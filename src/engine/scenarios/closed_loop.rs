// ==========================================
// IGU 回收碳排放评估 - 闭环回收路径
// ==========================================
// 顺序: 整樘/破碎决策 → 现场损失 → 现场拆除 → 破碎或拆解 → A 段
//      → 夹层玻璃修正 → 浮法/开环分流 → 玻璃再加工 → B 段 + 开环段
//      → [等效新品] → 现场废料运输
// 红线: 含夹层玻璃时浮法份额被覆盖 (破碎运输 → 0; 整樘运输 → 非夹层质量占比)
// ==========================================

use crate::domain::{IGUGroup, RouteKey, ScenarioKind, ScenarioResult, Stage};
use crate::engine::decisions::ScenarioDecisions;
use crate::engine::scenarios::common::StageRecorder;
use crate::engine::scenarios::ScenarioContext;
use serde_json::json;
use tracing::debug;

/// 浮法碎玻璃份额 (含夹层玻璃时覆盖配置值)
pub fn float_cullet_share(group: &IGUGroup, send_intact: bool, configured_share: f64) -> f64 {
    if !group.has_laminated() {
        return configured_share;
    }
    if send_intact {
        group.non_laminated_mass_fraction()
    } else {
        0.0
    }
}

pub fn run_closed_loop_recycling(
    ctx: &ScenarioContext<'_>,
    decisions: &ScenarioDecisions,
) -> ScenarioResult {
    let params = ctx.params;
    let start = ctx.flow_start;
    let mut rec = StageRecorder::new(ctx);

    let shipped = rec.recycling_front_end(decisions);

    let share = float_cullet_share(ctx.group, decisions.send_intact, params.cullet_float_share);
    if ctx.group.has_laminated() {
        debug!(
            product = ctx.group.display_name(),
            configured = params.cullet_float_share,
            applied = share,
            "夹层玻璃修正浮法份额"
        );
    }
    let float_bound = shipped.scaled(share);
    let open_loop_bound = shipped.scaled(1.0 - share);

    rec.charge(
        Stage::GlassReprocessing,
        "mass_kg * GLASS_REPROCESSING",
        json!({ "mass_kg": shipped.mass_kg, "factor": params.glass_reprocessing_kgco2_per_kg }),
        shipped.mass_kg * params.glass_reprocessing_kgco2_per_kg,
    );
    rec.transport(Stage::TransportB, RouteKey::ProcessorToReuse, float_bound.mass_kg);
    rec.transport(
        Stage::OpenLoopTransport,
        RouteKey::ProcessorToRecycling,
        open_loop_bound.mass_kg,
    );

    if decisions.equivalent_product {
        rec.equivalent_product(&start, &float_bound);
    }
    rec.waste_from_site(&start, &shipped);

    rec.finish(
        ScenarioKind::ClosedLoopRecycling,
        ScenarioKind::ClosedLoopRecycling.label(),
        float_bound,
        Some(share * 100.0),
    )
}
// ==========================================
// IGU 回收碳排放评估 - 损耗原语
// ==========================================
// 红线: 物料只能通过此函数损失; 损失量由调用方计入废弃运输段
// ==========================================

use crate::domain::FlowState;

/// 施加工序损耗
///
/// # 规则
/// - 三个字段统一乘以 (1 - loss_fraction)
/// - 0 为恒等, 1 归零
/// - 损耗比例的 [0, 1] 校验在决策层完成
pub fn apply_yield_loss(state: &FlowState, loss_fraction: f64) -> FlowState {
    state.scaled(1.0 - loss_fraction)
}

#[cfg(test)]
mod tests {
    use super::*;

    #[test]
    fn test_identity_and_zeroing() {
        let s = FlowState::new(10.0, 15.0, 300.0);
        assert_eq!(apply_yield_loss(&s, 0.0), s);
        assert_eq!(apply_yield_loss(&s, 1.0), FlowState::zero());
    }

    #[test]
    fn test_fields_scale_together() {
        let s = FlowState::new(10.0, 15.0, 300.0);
        let after = apply_yield_loss(&s, 0.2);
        assert!((after.igus - 8.0).abs() < 1e-12);
        assert!((after.area_m2 - 12.0).abs() < 1e-12);
        assert!((after.mass_kg - 240.0).abs() < 1e-12);

        let lost = s.delta_to(&after);
        assert!((lost.mass_kg - 60.0).abs() < 1e-12);
    }
}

* * * * *

_Exercise requirements_
Copy out each line of the records where the word "RouteKey" appears.

_Exercise output_
use crate::domain::{IGUGroup, RouteKey, ScenarioKind, ScenarioResult, Stage};
    rec.transport(Stage::TransportB, RouteKey::ProcessorToReuse, float_bound.mass_kg);
        RouteKey::ProcessorToRecycling,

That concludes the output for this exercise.